In order to obtain the 'Population' variable for the global dataset, another dataset containing the population for the different countries will have to be imported. This population data can be acquired from the same John Hopkins Github repository from an additional .csv file. Therefore, the earlier steps are repeated to import and read it in to Rstudio   .

```{r import_uid}
# Read dataset into Rstudio
url5 <- "https://raw.githubusercontent.com/CSSEGISandData/COVID-19/master/csse_covid_19_data/UID_ISO_FIPS_LookUp_Table.csv"
uid <- read_csv(url5)
```

Looking at the newly imported data frame, it can be seen that it contains the population for the countries in the global dataset which is what is required. However, it also contains the same unnecessary columns as the US dataset which were removed earlier when the US dataset was tidied. Therefore, the process is repeated for this new dataset and the unneeded columns are also removed.

```{r rm_cols}
# Remove unneeded columns
uid %>% select(-c(Lat, Long_, Combined_Key, code3, iso2, iso3, Admin2)) -> uid
```

Hence, only the 'UID', 'FIPS', 'Province_State', 'Country_Region' and 'Population' variables are left in the data frame. Now, all that remains is to join the uid and global data frames together into a single data frame that contains all the previous variables of the global dataset as well as the population from the uid data frame.

```{r add_pop}
# Join uid and global for population and remove UID and FIPS after
global %>% left_join(uid, by = c("Province_State", "Country_Region")) %>% select(-c(UID, FIPS)) %>% select(Province_State, Country_Region, date, cases, deaths, Population, Combined_Key) -> global
```

Finally, after joining the data frames, there is no longer any need for 'UID' and 'FIPS' in the global dataset and so they are removed as well. 

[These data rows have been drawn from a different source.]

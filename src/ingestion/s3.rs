//! Object storage reader for JSONL blobs in S3-compatible stores.
//!
//! Descriptors look like `s3://bucket/path/to/object.jsonl`. A custom endpoint
//! (for example a LocalStack container) can be configured, in which case
//! plain HTTP is allowed and requests use path-style addressing.

use object_store::aws::{AmazonS3, AmazonS3Builder};
use object_store::path::Path as ObjectPath;
use object_store::ObjectStore;
use reqwest::Url;

use super::decode_record_line;
use crate::config::IngestConfig;
use crate::error::{SourceError, SourceResult};
use crate::models::Batch;

// ---

/// Split an `s3://bucket/key` descriptor into bucket and object path.
///
/// The key is percent-decoded once, so `s3://b/my%20file.jsonl` and
/// `s3://b/my file.jsonl` name the same object.
pub fn parse_object_location(descriptor: &str) -> SourceResult<(String, ObjectPath)> {
    // ---
    let invalid = |reason: &str| SourceError::InvalidObjectLocation {
        location: descriptor.to_string(),
        reason: reason.to_string(),
    };

    let url = Url::parse(descriptor).map_err(|e| invalid(&e.to_string()))?;
    if url.scheme() != "s3" {
        return Err(invalid("expected an s3:// URL"));
    }

    let bucket = url.host_str().unwrap_or_default();
    if bucket.is_empty() {
        return Err(invalid("missing bucket name"));
    }
    let key = ObjectPath::from_url_path(url.path()).map_err(|e| invalid(&e.to_string()))?;
    if key.as_ref().is_empty() {
        return Err(invalid("missing object key"));
    }

    Ok((bucket.to_string(), key))
}

#[derive(Debug)]
pub struct ObjectStoreReader {
    location: String,
    store: AmazonS3,
    key: ObjectPath,
    batch_size: usize,
    lines: Option<std::vec::IntoIter<String>>,
    line_no: usize,
}

impl ObjectStoreReader {
    // ---
    /// Configure a reader for `descriptor`. The object is fetched on the
    /// first call to [`next_batch`](Self::next_batch).
    pub fn new(descriptor: &str, config: &IngestConfig) -> SourceResult<Self> {
        // ---
        let (bucket, key) = parse_object_location(descriptor)?;

        let mut builder = AmazonS3Builder::new()
            .with_bucket_name(&bucket)
            .with_region(&config.s3_region)
            .with_access_key_id(&config.s3_access_key_id)
            .with_secret_access_key(&config.s3_secret_access_key);
        if let Some(endpoint) = &config.s3_endpoint {
            builder = builder.with_endpoint(endpoint).with_allow_http(true);
        }

        Ok(Self {
            location: descriptor.to_string(),
            store: builder.build()?,
            key,
            batch_size: config.batch_size.max(1),
            lines: None,
            line_no: 0,
        })
    }

    pub async fn next_batch(&mut self) -> SourceResult<Option<Batch>> {
        // ---
        if self.lines.is_none() {
            self.lines = Some(self.fetch_lines().await?.into_iter());
        }
        let Some(lines) = self.lines.as_mut() else {
            return Ok(None);
        };

        let mut batch = Batch::new();
        while batch.len() < self.batch_size {
            let Some(line) = lines.next() else {
                break;
            };
            self.line_no += 1;

            if let Some(record) = decode_record_line(&line, &self.location, self.line_no) {
                batch.push(record);
            }
        }

        Ok((!batch.is_empty()).then_some(batch))
    }

    async fn fetch_lines(&self) -> SourceResult<Vec<String>> {
        // ---
        tracing::debug!("Fetching object {}", self.location);

        let bytes = self.store.get(&self.key).await?.bytes().await?;
        let text = String::from_utf8(bytes.to_vec())
            .map_err(|_| SourceError::Encoding(self.location.clone()))?;

        tracing::info!(
            "Fetched {} bytes from {}",
            text.len(),
            self.location
        );
        Ok(text.lines().map(str::to_string).collect())
    }
}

Since the focus of this analysis is the cases of COVID-19 amongst the Canadian provinces, the global dataset is filtered in order to select only the COVID data about Canada and place it into a separate data frame.

```{r select_CAN}
# Select only the Canadian data
global %>% filter(Country_Region == "Canada") -> canada
```

From looking at the data frame, there are some rows for which the population data is missing and so there is a need to check exactly how many of these rows exist in the data frame and why.

```{r check_NA}
# Select the rows with missing population data
canada %>% filter( is.na(Population))
```

This tibble shows that these rows refer to the cases of COVID-19 detected at locations other than the provinces of Canada such as the two cruise ships, the Diamond Princess and the Grand Princess, and therefore do not have any population data. Since this analysis is focused on the provinces of Canada, it would be better to simply remove these rows.

```{r remove_NA}
# Remove rows with NA
CAN_by_province <- na.omit(canada)
```

After ensuring that there are no more missing data, the next step is to find the total for Canada as a whole rather than according to province. Additionally. a new variable 'deaths_per_mil' will be created for the analysis.

```{r find_total}
# Reorganize Canada data to find totals and add new var
CAN_by_province %>% group_by(Country_Region, date) %>% summarize(cases = sum(cases), deaths = sum(deaths), Population = sum(Population)) %>% 
  mutate(deaths_per_mil = deaths*1000000/Population) %>% select(Country_Region, date, cases, deaths, deaths_per_mil, Population) %>% ungroup() -> CAN_totals
```

The end of the new 'CAN_totals' data frame is then examined to confirm the results of the data transformation. 

```{r check_end}
# Display last few rows
tail(CAN_totals)
```

This shows that the number of cases and deaths are much higher at the tail end of the data as expected and also shows that 'deaths_per_mil' is around 745 for Canada as of the latest date.

## Analyzing the Data

Now that the data is finally tidied and transformed, visualization and analysis can begin. In order to preserve details in the graph, the y variable will be scaled on a log scale. The first visualization will be to see how the number of cases compares to the number of deaths due to COVID-19 across the entirety of Canada and how this has changed with time.

```{r plot_cases_deaths}
# Plot cases and deaths for Canada as a whole
ggplot(CAN_totals, aes(x = date)) + geom_line(aes(y = cases, color = "cases")) + geom_point(aes(y = cases, color = "cases")) + geom_line(aes(y = deaths, color = "deaths")) + geom_point(aes(y = deaths, color = "deaths")) + scale_y_log10() + theme(axis.text.x = element_text(angle = 90)) + labs(title = "COVID-19 in Canada", y = NULL)
```

This shows the total number of cases and deaths in Canada from the start of the COVID-19 reports. The same kind of visualization can be performed for the individual provinces of Canada as well. For this visualization, the province of Ontario will be selected.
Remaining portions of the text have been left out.